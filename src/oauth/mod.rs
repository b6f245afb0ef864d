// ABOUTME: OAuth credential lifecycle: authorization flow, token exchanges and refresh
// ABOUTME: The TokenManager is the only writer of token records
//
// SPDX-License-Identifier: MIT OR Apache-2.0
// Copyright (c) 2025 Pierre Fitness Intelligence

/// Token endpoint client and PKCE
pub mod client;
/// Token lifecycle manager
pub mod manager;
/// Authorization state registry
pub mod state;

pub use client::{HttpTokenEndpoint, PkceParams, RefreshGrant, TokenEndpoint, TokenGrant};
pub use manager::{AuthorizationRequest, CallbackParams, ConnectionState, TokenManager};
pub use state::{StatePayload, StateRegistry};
■ ■ ■
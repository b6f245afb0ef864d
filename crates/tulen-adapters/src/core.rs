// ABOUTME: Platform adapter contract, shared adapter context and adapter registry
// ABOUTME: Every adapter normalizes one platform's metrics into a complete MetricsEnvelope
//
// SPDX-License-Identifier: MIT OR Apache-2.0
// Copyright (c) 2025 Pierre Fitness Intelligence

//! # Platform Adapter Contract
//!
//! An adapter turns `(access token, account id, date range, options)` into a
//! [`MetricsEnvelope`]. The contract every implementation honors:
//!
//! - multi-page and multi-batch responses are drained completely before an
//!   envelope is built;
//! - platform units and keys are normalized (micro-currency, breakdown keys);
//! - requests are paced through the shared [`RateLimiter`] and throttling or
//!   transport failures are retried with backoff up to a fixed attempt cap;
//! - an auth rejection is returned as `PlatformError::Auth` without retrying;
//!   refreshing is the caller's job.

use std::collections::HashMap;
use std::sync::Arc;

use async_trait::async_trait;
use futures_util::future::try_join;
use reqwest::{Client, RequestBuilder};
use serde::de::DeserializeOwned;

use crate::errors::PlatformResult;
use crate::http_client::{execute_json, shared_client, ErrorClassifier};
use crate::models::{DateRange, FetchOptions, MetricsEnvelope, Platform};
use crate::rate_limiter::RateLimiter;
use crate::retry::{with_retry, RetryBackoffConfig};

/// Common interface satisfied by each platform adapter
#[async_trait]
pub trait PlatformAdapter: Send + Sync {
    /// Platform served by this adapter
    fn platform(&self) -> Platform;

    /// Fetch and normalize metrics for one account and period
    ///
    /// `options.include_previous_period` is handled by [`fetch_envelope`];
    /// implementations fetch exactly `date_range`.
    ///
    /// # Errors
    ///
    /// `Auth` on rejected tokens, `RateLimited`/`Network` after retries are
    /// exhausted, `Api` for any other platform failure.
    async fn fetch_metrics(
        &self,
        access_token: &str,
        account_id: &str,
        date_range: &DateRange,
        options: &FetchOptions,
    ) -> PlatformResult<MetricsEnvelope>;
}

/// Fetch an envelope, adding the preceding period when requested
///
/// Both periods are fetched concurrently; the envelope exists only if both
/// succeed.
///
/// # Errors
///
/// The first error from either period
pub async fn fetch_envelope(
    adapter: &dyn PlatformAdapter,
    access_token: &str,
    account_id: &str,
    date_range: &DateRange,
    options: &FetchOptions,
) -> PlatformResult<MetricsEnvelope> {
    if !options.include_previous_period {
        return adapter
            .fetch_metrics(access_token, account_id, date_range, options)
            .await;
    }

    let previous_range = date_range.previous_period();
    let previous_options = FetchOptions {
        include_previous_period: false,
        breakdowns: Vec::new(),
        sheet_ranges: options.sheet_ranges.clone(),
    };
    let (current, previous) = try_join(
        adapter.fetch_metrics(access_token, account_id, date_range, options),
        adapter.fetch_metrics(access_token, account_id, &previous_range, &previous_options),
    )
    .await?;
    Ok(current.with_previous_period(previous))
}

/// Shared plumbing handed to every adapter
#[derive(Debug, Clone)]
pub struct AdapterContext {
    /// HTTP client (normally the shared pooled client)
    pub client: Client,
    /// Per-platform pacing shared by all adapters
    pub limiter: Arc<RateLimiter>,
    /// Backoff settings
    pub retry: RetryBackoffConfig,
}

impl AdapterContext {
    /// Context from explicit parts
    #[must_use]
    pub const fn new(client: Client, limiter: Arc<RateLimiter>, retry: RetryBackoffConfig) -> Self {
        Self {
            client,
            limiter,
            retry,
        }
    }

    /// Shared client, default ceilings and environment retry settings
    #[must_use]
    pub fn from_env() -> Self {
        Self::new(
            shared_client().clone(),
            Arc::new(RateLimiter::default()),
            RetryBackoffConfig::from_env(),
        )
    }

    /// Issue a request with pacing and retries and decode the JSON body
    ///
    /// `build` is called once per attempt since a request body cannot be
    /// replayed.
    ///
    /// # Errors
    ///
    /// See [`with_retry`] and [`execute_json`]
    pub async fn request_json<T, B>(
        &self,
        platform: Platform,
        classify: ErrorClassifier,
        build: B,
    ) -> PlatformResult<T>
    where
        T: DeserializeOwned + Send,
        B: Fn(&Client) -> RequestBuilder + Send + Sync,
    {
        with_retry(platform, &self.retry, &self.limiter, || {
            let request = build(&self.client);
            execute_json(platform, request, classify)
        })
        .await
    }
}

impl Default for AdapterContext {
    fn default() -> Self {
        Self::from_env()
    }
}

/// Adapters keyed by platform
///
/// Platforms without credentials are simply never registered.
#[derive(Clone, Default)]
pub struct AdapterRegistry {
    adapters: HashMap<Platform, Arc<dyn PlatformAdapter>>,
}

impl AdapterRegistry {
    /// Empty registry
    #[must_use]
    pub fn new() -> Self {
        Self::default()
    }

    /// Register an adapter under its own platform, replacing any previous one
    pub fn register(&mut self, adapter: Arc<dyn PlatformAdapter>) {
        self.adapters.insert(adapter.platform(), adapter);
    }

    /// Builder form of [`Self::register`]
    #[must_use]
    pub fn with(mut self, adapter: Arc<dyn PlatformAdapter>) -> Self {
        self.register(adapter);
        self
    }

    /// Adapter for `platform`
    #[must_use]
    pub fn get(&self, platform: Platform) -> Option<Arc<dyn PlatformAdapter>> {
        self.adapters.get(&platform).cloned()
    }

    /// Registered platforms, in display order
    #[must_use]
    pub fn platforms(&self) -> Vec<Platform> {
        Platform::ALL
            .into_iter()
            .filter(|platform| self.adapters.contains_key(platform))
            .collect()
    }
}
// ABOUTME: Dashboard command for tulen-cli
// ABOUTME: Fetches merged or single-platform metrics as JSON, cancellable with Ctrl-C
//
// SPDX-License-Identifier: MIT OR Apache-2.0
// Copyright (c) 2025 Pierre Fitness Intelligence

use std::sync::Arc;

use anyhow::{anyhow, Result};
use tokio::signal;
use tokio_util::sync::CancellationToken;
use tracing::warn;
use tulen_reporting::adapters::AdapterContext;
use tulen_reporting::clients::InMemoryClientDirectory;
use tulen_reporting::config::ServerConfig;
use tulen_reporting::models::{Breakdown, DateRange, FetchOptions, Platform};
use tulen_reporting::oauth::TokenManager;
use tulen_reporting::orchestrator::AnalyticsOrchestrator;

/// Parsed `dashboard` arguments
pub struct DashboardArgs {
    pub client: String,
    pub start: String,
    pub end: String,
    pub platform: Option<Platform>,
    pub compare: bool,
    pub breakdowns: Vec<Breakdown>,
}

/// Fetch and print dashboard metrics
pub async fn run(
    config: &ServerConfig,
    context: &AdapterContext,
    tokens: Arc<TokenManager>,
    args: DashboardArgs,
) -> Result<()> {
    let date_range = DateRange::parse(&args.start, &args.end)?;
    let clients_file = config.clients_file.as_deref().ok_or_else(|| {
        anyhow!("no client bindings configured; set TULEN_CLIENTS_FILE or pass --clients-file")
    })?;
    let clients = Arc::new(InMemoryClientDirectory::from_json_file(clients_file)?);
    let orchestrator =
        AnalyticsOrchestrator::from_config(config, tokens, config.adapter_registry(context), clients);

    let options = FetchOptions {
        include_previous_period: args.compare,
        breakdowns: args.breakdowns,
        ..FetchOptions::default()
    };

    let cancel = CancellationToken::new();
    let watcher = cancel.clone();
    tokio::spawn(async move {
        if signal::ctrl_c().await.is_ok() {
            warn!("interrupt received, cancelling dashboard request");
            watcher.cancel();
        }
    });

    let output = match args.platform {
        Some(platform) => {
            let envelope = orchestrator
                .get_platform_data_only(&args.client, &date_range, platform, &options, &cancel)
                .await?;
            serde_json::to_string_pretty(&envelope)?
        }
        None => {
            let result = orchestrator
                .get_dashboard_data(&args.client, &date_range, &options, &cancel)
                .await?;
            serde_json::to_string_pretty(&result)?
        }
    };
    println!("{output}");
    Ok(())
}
■ ■ ■
[WORK TO COMPLETE]: Taking the entries above, write out exactly each line from the one holding "T: DeserializeOwned +" to the one holding "command for tulen-cli", both included, and stop there.

[SOLUTION FOR THIS PROBLEM]:
        T: DeserializeOwned + Send,
        B: Fn(&Client) -> RequestBuilder + Send + Sync,
    {
        with_retry(platform, &self.retry, &self.limiter, || {
            let request = build(&self.client);
            execute_json(platform, request, classify)
        })
        .await
    }
}

impl Default for AdapterContext {
    fn default() -> Self {
        Self::from_env()
    }
}

/// Adapters keyed by platform
///
/// Platforms without credentials are simply never registered.
#[derive(Clone, Default)]
pub struct AdapterRegistry {
    adapters: HashMap<Platform, Arc<dyn PlatformAdapter>>,
}

impl AdapterRegistry {
    /// Empty registry
    #[must_use]
    pub fn new() -> Self {
        Self::default()
    }

    /// Register an adapter under its own platform, replacing any previous one
    pub fn register(&mut self, adapter: Arc<dyn PlatformAdapter>) {
        self.adapters.insert(adapter.platform(), adapter);
    }

    /// Builder form of [`Self::register`]
    #[must_use]
    pub fn with(mut self, adapter: Arc<dyn PlatformAdapter>) -> Self {
        self.register(adapter);
        self
    }

    /// Adapter for `platform`
    #[must_use]
    pub fn get(&self, platform: Platform) -> Option<Arc<dyn PlatformAdapter>> {
        self.adapters.get(&platform).cloned()
    }

    /// Registered platforms, in display order
    #[must_use]
    pub fn platforms(&self) -> Vec<Platform> {
        Platform::ALL
            .into_iter()
            .filter(|platform| self.adapters.contains_key(platform))
            .collect()
    }
}
// ABOUTME: Dashboard command for tulen-cli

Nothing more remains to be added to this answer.